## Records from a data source
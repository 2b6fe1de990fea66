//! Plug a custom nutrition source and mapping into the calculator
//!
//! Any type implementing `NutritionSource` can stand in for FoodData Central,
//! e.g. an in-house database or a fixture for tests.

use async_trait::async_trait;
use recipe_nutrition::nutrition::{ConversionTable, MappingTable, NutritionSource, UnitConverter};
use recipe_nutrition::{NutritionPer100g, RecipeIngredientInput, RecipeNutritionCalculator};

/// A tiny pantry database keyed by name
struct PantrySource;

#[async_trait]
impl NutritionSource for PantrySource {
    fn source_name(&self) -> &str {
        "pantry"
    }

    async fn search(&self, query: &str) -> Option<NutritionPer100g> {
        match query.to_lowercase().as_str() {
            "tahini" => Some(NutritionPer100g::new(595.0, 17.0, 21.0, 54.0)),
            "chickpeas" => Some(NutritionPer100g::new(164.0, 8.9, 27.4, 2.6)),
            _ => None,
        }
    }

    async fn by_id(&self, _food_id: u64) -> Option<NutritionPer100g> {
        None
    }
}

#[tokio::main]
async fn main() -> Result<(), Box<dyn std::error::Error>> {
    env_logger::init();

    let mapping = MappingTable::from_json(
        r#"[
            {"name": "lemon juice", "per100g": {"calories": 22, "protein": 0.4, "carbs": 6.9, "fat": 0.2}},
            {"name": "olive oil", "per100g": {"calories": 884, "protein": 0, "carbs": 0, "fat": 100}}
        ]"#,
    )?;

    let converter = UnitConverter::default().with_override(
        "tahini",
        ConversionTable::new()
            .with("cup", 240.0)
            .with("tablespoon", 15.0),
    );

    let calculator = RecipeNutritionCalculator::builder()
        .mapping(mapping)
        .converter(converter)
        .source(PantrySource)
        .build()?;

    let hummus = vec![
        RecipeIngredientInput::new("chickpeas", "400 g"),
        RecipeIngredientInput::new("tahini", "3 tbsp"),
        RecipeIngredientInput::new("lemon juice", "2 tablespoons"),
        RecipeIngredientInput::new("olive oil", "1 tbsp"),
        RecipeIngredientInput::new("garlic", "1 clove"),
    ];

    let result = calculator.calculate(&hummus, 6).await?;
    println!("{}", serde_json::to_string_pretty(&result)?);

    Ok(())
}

--

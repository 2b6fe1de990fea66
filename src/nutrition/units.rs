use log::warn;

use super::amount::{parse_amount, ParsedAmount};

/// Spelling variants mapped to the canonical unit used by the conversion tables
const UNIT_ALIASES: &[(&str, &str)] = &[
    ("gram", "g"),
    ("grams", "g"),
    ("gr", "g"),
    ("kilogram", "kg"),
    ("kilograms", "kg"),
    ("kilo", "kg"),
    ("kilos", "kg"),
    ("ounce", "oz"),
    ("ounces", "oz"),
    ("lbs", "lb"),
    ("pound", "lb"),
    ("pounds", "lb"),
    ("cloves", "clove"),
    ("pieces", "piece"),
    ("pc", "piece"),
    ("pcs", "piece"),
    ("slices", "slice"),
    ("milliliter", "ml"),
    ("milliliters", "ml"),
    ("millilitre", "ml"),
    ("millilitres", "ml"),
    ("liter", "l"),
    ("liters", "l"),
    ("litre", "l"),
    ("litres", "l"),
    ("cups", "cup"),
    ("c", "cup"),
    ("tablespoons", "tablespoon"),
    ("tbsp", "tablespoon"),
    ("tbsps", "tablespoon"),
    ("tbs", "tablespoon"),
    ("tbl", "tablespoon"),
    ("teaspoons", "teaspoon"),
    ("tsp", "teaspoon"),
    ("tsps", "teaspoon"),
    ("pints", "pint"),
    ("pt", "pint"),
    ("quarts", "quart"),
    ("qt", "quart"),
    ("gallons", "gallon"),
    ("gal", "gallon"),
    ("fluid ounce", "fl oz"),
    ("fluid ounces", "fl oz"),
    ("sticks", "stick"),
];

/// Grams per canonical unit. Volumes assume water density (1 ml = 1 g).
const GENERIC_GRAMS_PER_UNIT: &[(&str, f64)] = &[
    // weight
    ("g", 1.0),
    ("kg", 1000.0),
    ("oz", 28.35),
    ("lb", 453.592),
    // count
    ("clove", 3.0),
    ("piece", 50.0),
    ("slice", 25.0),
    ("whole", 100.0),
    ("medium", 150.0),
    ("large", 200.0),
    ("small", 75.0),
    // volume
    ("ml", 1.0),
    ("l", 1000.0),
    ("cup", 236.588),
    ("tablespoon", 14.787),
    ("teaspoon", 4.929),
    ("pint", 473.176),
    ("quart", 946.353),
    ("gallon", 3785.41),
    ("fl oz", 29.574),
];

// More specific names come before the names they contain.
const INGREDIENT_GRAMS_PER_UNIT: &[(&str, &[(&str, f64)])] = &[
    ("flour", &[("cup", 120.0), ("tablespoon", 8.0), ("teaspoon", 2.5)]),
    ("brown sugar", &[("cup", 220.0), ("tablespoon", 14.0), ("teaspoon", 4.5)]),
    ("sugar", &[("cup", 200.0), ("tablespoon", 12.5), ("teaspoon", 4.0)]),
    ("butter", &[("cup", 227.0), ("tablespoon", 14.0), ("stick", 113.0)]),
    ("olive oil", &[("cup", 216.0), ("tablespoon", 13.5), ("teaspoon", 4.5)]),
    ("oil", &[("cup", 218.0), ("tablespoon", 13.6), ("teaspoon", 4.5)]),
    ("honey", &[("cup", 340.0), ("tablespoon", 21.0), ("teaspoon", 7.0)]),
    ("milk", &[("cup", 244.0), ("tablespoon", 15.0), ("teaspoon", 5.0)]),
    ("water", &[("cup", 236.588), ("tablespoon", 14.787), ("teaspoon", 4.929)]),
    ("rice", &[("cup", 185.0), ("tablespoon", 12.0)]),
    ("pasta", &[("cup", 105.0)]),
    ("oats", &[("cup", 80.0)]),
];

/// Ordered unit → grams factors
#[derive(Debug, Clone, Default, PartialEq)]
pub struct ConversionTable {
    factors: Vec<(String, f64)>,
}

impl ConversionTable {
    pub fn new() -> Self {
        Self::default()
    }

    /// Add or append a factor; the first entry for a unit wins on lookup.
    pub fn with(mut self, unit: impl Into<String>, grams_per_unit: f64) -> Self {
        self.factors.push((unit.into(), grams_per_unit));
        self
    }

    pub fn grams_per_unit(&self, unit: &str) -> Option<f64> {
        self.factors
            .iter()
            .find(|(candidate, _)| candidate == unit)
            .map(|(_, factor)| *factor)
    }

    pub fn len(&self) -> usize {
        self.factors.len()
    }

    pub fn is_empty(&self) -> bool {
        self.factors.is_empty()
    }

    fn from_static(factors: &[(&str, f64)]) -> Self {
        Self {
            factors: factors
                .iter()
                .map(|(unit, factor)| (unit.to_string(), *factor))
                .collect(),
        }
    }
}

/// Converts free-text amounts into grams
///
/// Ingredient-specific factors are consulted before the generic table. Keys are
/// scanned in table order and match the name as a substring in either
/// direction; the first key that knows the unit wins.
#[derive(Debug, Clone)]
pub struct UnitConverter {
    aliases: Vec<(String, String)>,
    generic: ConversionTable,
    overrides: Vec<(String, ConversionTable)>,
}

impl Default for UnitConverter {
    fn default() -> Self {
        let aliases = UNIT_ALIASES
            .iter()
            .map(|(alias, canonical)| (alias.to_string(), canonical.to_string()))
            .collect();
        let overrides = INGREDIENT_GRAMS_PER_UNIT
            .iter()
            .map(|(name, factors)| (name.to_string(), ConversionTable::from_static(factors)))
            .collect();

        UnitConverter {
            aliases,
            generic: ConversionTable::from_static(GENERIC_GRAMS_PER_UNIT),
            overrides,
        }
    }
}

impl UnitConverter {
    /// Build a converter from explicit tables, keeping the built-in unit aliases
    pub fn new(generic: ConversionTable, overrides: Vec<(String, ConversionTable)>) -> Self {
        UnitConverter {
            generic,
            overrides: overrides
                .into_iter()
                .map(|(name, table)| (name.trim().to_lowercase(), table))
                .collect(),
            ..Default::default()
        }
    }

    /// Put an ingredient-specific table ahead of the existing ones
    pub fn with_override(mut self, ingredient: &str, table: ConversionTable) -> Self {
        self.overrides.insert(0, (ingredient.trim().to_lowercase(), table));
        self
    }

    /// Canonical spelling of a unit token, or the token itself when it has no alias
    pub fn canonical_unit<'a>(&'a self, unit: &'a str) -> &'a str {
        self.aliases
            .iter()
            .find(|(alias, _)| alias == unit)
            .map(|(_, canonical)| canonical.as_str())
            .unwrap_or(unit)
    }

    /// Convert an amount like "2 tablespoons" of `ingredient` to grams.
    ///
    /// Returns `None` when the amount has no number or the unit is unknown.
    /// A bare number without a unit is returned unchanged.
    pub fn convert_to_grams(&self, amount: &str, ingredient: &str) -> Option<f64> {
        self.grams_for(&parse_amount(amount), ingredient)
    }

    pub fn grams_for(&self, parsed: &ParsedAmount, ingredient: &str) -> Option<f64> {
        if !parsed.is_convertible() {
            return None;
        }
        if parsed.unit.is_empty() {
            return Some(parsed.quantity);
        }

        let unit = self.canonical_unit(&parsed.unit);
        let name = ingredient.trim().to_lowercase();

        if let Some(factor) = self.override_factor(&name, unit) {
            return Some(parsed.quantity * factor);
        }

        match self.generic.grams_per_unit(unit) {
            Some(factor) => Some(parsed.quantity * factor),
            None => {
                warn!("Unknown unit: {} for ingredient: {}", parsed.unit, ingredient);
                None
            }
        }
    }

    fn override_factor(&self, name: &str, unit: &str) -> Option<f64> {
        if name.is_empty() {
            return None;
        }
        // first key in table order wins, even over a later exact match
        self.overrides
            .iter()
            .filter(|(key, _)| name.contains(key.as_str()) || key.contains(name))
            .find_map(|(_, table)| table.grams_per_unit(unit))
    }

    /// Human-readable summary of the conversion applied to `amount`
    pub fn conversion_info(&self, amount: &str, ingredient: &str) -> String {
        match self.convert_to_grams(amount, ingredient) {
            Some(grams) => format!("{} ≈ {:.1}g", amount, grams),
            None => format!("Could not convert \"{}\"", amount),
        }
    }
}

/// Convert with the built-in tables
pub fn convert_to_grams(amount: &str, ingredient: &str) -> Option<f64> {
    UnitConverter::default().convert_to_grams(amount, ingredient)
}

## ABOUT THIS TASK
Wherever a line in the data above holds "overrides", copy that line.

## RESPONSE
    overrides: Vec<(String, ConversionTable)>,
        let overrides = INGREDIENT_GRAMS_PER_UNIT
            overrides,
    pub fn new(generic: ConversionTable, overrides: Vec<(String, ConversionTable)>) -> Self {
            overrides: overrides
        self.overrides.insert(0, (ingredient.trim().to_lowercase(), table));
        self.overrides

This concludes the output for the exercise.